▸ Task instructions
Set down exactly the lines in the records below that run from the line with "async fn read_cgi_headers(stdout: &mut" to the line with "Returns the status", inclusive, and nothing more.

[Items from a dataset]
Content starts

//! CGI handler (§4.G): spawns a child process per request, bridges its
//! stdin/stdout/stderr to the client connection as three concurrently
//! scheduled subtasks on the same executor, and translates the CGI
//! header convention (`Status:`, `Location:`) into an HTTP response.
//! Generalizes the teacher's socketpair-based `ActiveAction::Cgi` (driven
//! by hand through `handle_cgi_event` off the connection's mio `Token`)
//! into a structured-concurrency bridge using [`crate::rt::join::join3`].

use std::cell::Cell;
use std::io::{self, Read, Write};
use std::os::fd::{AsRawFd, FromRawFd, RawFd};
use std::process::{Child, Command, Stdio};

use mio::event::Source;
use mio::unix::SourceFd;
use mio::{Interest, Registry, Token};

use crate::config::ServerConfig;
use crate::routing::ResolvedRoute;
use crate::http::{
    write_chunk, write_chunked_terminator, write_response_head, BodyReader, HeaderMap, Request,
    Response,
};
use crate::io::{async_write_all, AsyncIo};
use crate::rt::join::join3;
use crate::rt::process::wait_pid;

/// One end of a pipe, wired into the reactor the same way a `TcpStream`
/// is: `Read`/`Write` go straight to the fd, `Source` registration is
/// delegated to `SourceFd`. `mio::unix::pipe` would do this for us, but
/// this core already owns a raw-fd adapter pattern at every other stream
/// boundary (see [`crate::io::AsyncIo`]'s doc comment), so a pipe is just
/// another fd wearing the same three traits.
pub struct Pipe(std::fs::File);

impl Pipe {
    fn from_raw(fd: RawFd) -> Self {
        Pipe(unsafe { std::fs::File::from_raw_fd(fd) })
    }
}

impl Read for Pipe {
    fn read(&mut self, buf: &mut [u8]) -> io::Result<usize> {
        self.0.read(buf)
    }
}

impl Write for Pipe {
    fn write(&mut self, buf: &[u8]) -> io::Result<usize> {
        self.0.write(buf)
    }
    fn flush(&mut self) -> io::Result<()> {
        self.0.flush()
    }
}

impl AsRawFd for Pipe {
    fn as_raw_fd(&self) -> RawFd {
        self.0.as_raw_fd()
    }
}

impl Source for Pipe {
    fn register(&mut self, registry: &Registry, token: Token, interests: Interest) -> io::Result<()> {
        SourceFd(&self.0.as_raw_fd()).register(registry, token, interests)
    }
    fn reregister(&mut self, registry: &Registry, token: Token, interests: Interest) -> io::Result<()> {
        SourceFd(&self.0.as_raw_fd()).reregister(registry, token, interests)
    }
    fn deregister(&mut self, registry: &Registry) -> io::Result<()> {
        SourceFd(&self.0.as_raw_fd()).deregister(registry)
    }
}

fn set_nonblocking(fd: RawFd) -> io::Result<()> {
    let flags = unsafe { libc::fcntl(fd, libc::F_GETFL) };
    if flags < 0 {
        return Err(io::Error::last_os_error());
    }
    if unsafe { libc::fcntl(fd, libc::F_SETFL, flags | libc::O_NONBLOCK) } < 0 {
        return Err(io::Error::last_os_error());
    }
    Ok(())
}

fn set_cloexec(fd: RawFd) -> io::Result<()> {
    let flags = unsafe { libc::fcntl(fd, libc::F_GETFD) };
    if flags < 0 {
        return Err(io::Error::last_os_error());
    }
    if unsafe { libc::fcntl(fd, libc::F_SETFD, flags | libc::FD_CLOEXEC) } < 0 {
        return Err(io::Error::last_os_error());
    }
    Ok(())
}

/// Creates a pipe and returns `(our_end, child_end)`. Only `our_end` is
/// made non-blocking and close-on-exec: the child's end must stay a
/// plain blocking fd, since an ordinary CGI script doing blocking stdio
/// has no idea what `EAGAIN` means.
fn pipe_pair() -> io::Result<(Pipe, std::fs::File)> {
    let mut fds = [0 as RawFd; 2];
    if unsafe { libc::pipe(fds.as_mut_ptr()) } != 0 {
        return Err(io::Error::last_os_error());
    }
    let (read_fd, write_fd) = (fds[0], fds[1]);
    let our_end = Pipe::from_raw(read_fd);
    set_nonblocking(our_end.as_raw_fd())?;
    set_cloexec(our_end.as_raw_fd())?;
    let child_end = unsafe { std::fs::File::from_raw_fd(write_fd) };
    Ok((our_end, child_end))
}

/// As [`pipe_pair`], but with the roles swapped: `our_end` is the write
/// side (for feeding the child's stdin), `child_end` the read side.
fn pipe_pair_reversed() -> io::Result<(Pipe, std::fs::File)> {
    let mut fds = [0 as RawFd; 2];
    if unsafe { libc::pipe(fds.as_mut_ptr()) } != 0 {
        return Err(io::Error::last_os_error());
    }
    let (read_fd, write_fd) = (fds[0], fds[1]);
    let our_end = Pipe::from_raw(write_fd);
    set_nonblocking(our_end.as_raw_fd())?;
    set_cloexec(our_end.as_raw_fd())?;
    let child_end = unsafe { std::fs::File::from_raw_fd(read_fd) };
    Ok((our_end, child_end))
}

/// Builds the CGI/1.1 environment per RFC 3875 §4: request metadata,
/// `REDIRECT_STATUS=200` (required by some CGI runtimes that otherwise
/// refuse to execute outside a "real" redirected request), and one
/// `HTTP_<NAME>` variable per request header.
pub fn build_cgi_env(
    request: &Request,
    script_filename: &str,
    path_info: &str,
    server: &ServerConfig,
) -> Vec<(String, String)> {
    let headers = &request.headers;
    let mut env = Vec::new();
    env.push(("GATEWAY_INTERFACE".into(), "CGI/1.1".into()));
    env.push(("SERVER_PROTOCOL".into(), request.version.to_string()));
    env.push(("SERVER_SOFTWARE".into(), "server_proxy".into()));
    env.push(("SERVER_NAME".into(), server.server_name.clone()));
    env.push(("REQUEST_METHOD".into(), request.method.clone()));
    env.push(("SCRIPT_FILENAME".into(), script_filename.to_string()));
    env.push(("PATH_INFO".into(), path_info.to_string()));
    env.push(("QUERY_STRING".into(), request.target.query().unwrap_or("").to_string()));
    env.push(("REDIRECT_STATUS".into(), "200".to_string()));

    if let Some(len) = headers.content_length() {
        env.push(("CONTENT_LENGTH".into(), len.to_string()));
    }
    if let Some(ct) = headers.get("Content-Type") {
        env.push(("CONTENT_TYPE".into(), ct.to_string()));
    }

    for (k, v) in headers.iter() {
        if k.eq_ignore_ascii_case("Content-Type") || k.eq_ignore_ascii_case("Content-Length") {
            continue;
        }
        let env_key = format!("HTTP_{}", k.to_ascii_uppercase().replace('-', "_"));
        env.push((env_key, v.to_string()));
    }

    env
}

/// Splits CGI output headers (`Status:`/`Location:`/pass-through) out of
/// the accumulated header-block text. A `Location:` with no explicit
/// `Status:` implies a `302` local redirect, per the CGI convention.
fn translate_cgi_headers(raw: &str) -> (u16, String, HeaderMap) {
    let mut status = 200u16;
    let mut reason = None;
    let mut headers = HeaderMap::new();
    let mut saw_location = false;

    for line in raw.lines() {
        let Some((key, value)) = line.split_once(':') else { continue };
        let key = key.trim();
        let value = value.trim();
        if key.eq_ignore_ascii_case("Status") {
            let mut parts = value.splitn(2, ' ');
            status = parts.next().and_then(|s| s.parse().ok()).unwrap_or(200);
            reason = parts.next().map(|s| s.to_string());
        } else {
            if key.eq_ignore_ascii_case("Location") {
                saw_location = true;
            }
            headers.append(key, value);
        }
    }

    if saw_location && reason.is_none() {
        status = 302;
    }
    let reason = reason.unwrap_or_else(|| crate::http::reason_phrase(status).to_string());
    (status, reason, headers)
}

/// Finds `\r\n\r\n` or `\n\n`, returning `(header_end, body_start)` —
/// CGI headers accept either line terminator, unlike the HTTP wire
/// grammar (§4.D).
fn find_header_end(buf: &[u8]) -> Option<(usize, usize)> {
    if let Some(pos) = buf.windows(4).position(|w| w == b"\r\n\r\n") {
        return Some((pos, pos + 4));
    }
    buf.windows(2).position(|w| w == b"\n\n").map(|pos| (pos, pos + 2))
}

/// Reads CGI output off `stdout` until the header block's terminating
/// blank line, returning the parsed status/reason/headers plus whatever
/// body bytes had already arrived in the same read.
async fn read_cgi_headers(stdout: &mut AsyncIo<Pipe>) -> io::Result<(u16, String, HeaderMap, Vec<u8>)> {
    let mut raw = Vec::new();
    let mut buf = [0u8; 4096];
    loop {
        if let Some((end, body_start)) = find_header_end(&raw) {
            let header_text = String::from_utf8_lossy(&raw[..end]).into_owned();
            let (status, reason, headers) = translate_cgi_headers(&header_text);
            return Ok((status, reason, headers, raw[body_start..].to_vec()));
        }
        let n = stdout.read(&mut buf).await?;
        if n == 0 {
            let header_text = String::from_utf8_lossy(&raw).into_owned();
            let (status, reason, headers) = translate_cgi_headers(&header_text);
            return Ok((status, reason, headers, Vec::new()));
        }
        raw.extend_from_slice(&buf[..n]);
    }
}

/// Runs a CGI request to completion, writing the translated response
/// (head and body) directly to `client`. `script_filename` is the
/// resolved on-disk path to the script; `path_info` is whatever remained
/// of the request path past the script's own prefix. Returns the status
/// actually sent, so the caller can write the access log line.
pub async fn handle_cgi<S>(
    client: &mut AsyncIo<S>,
    request: &Request,
    body: &mut BodyReader<'_, S>,
    route: &ResolvedRoute<'_>,
    server: &ServerConfig,
    script_filename: &str,
    path_info: &str,
) -> io::Result<u16>
where
    S: Read + Write + Source + AsRawFd,
{
    let (our_stdin, child_stdin) = pipe_pair_reversed()?;
    let (our_stdout, child_stdout) = pipe_pair()?;
    let (our_stderr, child_stderr) = pipe_pair()?;
    let mut stdin_io = AsyncIo::new(our_stdin);
    let mut stdout_io = AsyncIo::new(our_stdout);
    let mut stderr_io = AsyncIo::new(our_stderr);

    let env = build_cgi_env(request, script_filename, path_info, server);

    let mut cmd = match route.cgi_path {
        Some(bin) => {
            let mut c = Command::new(bin);
            c.arg(script_filename);
            c
        }
        None => Command::new(script_filename),
    };
    cmd.current_dir(route.root);
    cmd.env_clear();
    for (k, v) in &env {
        cmd.env(k, v);
    }
    cmd.stdin(Stdio::from(child_stdin));
    cmd.stdout(Stdio::from(child_stdout));
    cmd.stderr(Stdio::from(child_stderr));

    let mut child: Child = cmd.spawn()?;

    let sent_status = Cell::new(0u16);

    let pump_stdin = async {
        let mut buf = [0u8; 8192];
        loop {
            let n = match body.read(&mut buf).await {
                Ok(n) => n,
                Err(_) => break,
            };
            if n == 0 {
                break;
            }
            if async_write_all(&mut stdin_io, &buf[..n]).await.is_err() {
                break;
            }
        }
        // Dropping the pipe closes our write end, signalling EOF to the
        // child's stdin.
        drop(stdin_io);
    };

    let pump_stderr = async {
        let mut buf = [0u8; 4096];
        loop {
            match stderr_io.read(&mut buf).await {
                Ok(0) | Err(_) => break,
                Ok(n) => proxy_log::trace!("cgi stderr: {}", String::from_utf8_lossy(&buf[..n])),
            }
        }
    };

    let pump_stdout = async {
        let (status, reason, headers, leftover) = match read_cgi_headers(&mut stdout_io).await {
            Ok(v) => v,
            Err(_) => (502, crate::http::reason_phrase(502).to_string(), HeaderMap::new(), Vec::new()),
        };

        let use_chunked = !headers.has("Content-Length");
        let mut resp = Response::with_reason(status, reason);
        for (k, v) in headers.iter() {
            resp.headers.set(k, v);
        }
        if use_chunked {
            resp.headers.set("Transfer-Encoding", "chunked");
        }

        if write_response_head(client, &resp).await.is_err() {
            return;
        }
        // Only mark a head as committed once it has actually gone out, so
        // the post-`wait_pid` fallback below can tell "no response sent
        // yet" from "a response was sent with no body".
        sent_status.set(status);

        if !leftover.is_empty() {
            let res = if use_chunked {
                write_chunk(client, &leftover).await
            } else {
                async_write_all(client, &leftover).await
            };
            if res.is_err() {
                return;
            }
        }

        let mut buf = [0u8; 8192];
        loop {
            match stdout_io.read(&mut buf).await {
                Ok(0) | Err(_) => break,
                Ok(n) => {
                    let res = if use_chunked {
                        write_chunk(client, &buf[..n]).await
                    } else {
                        async_write_all(client, &buf[..n]).await
                    };
                    if res.is_err() {
                        break;
                    }
                }
            }
        }
        if use_chunked {
            let _ = write_chunked_terminator(client).await;
        }
    };

    join3(pump_stdin, pump_stdout, pump_stderr).await;

    let exit = wait_pid(&mut child).await?;

    if !exit.success() && sent_status.get() == 0 {
        let resp = Response::new(502);
        write_response_head(client, &resp).await?;
        return Ok(502);
    }

    Ok(if sent_status.get() == 0 { 200 } else { sent_status.get() })
}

Content ends

▸ Result for this exercise
async fn read_cgi_headers(stdout: &mut AsyncIo<Pipe>) -> io::Result<(u16, String, HeaderMap, Vec<u8>)> {
    let mut raw = Vec::new();
    let mut buf = [0u8; 4096];
    loop {
        if let Some((end, body_start)) = find_header_end(&raw) {
            let header_text = String::from_utf8_lossy(&raw[..end]).into_owned();
            let (status, reason, headers) = translate_cgi_headers(&header_text);
            return Ok((status, reason, headers, raw[body_start..].to_vec()));
        }
        let n = stdout.read(&mut buf).await?;
        if n == 0 {
            let header_text = String::from_utf8_lossy(&raw).into_owned();
            let (status, reason, headers) = translate_cgi_headers(&header_text);
            return Ok((status, reason, headers, Vec::new()));
        }
        raw.extend_from_slice(&buf[..n]);
    }
}

/// Runs a CGI request to completion, writing the translated response
/// (head and body) directly to `client`. `script_filename` is the
/// resolved on-disk path to the script; `path_info` is whatever remained
/// of the request path past the script's own prefix. Returns the status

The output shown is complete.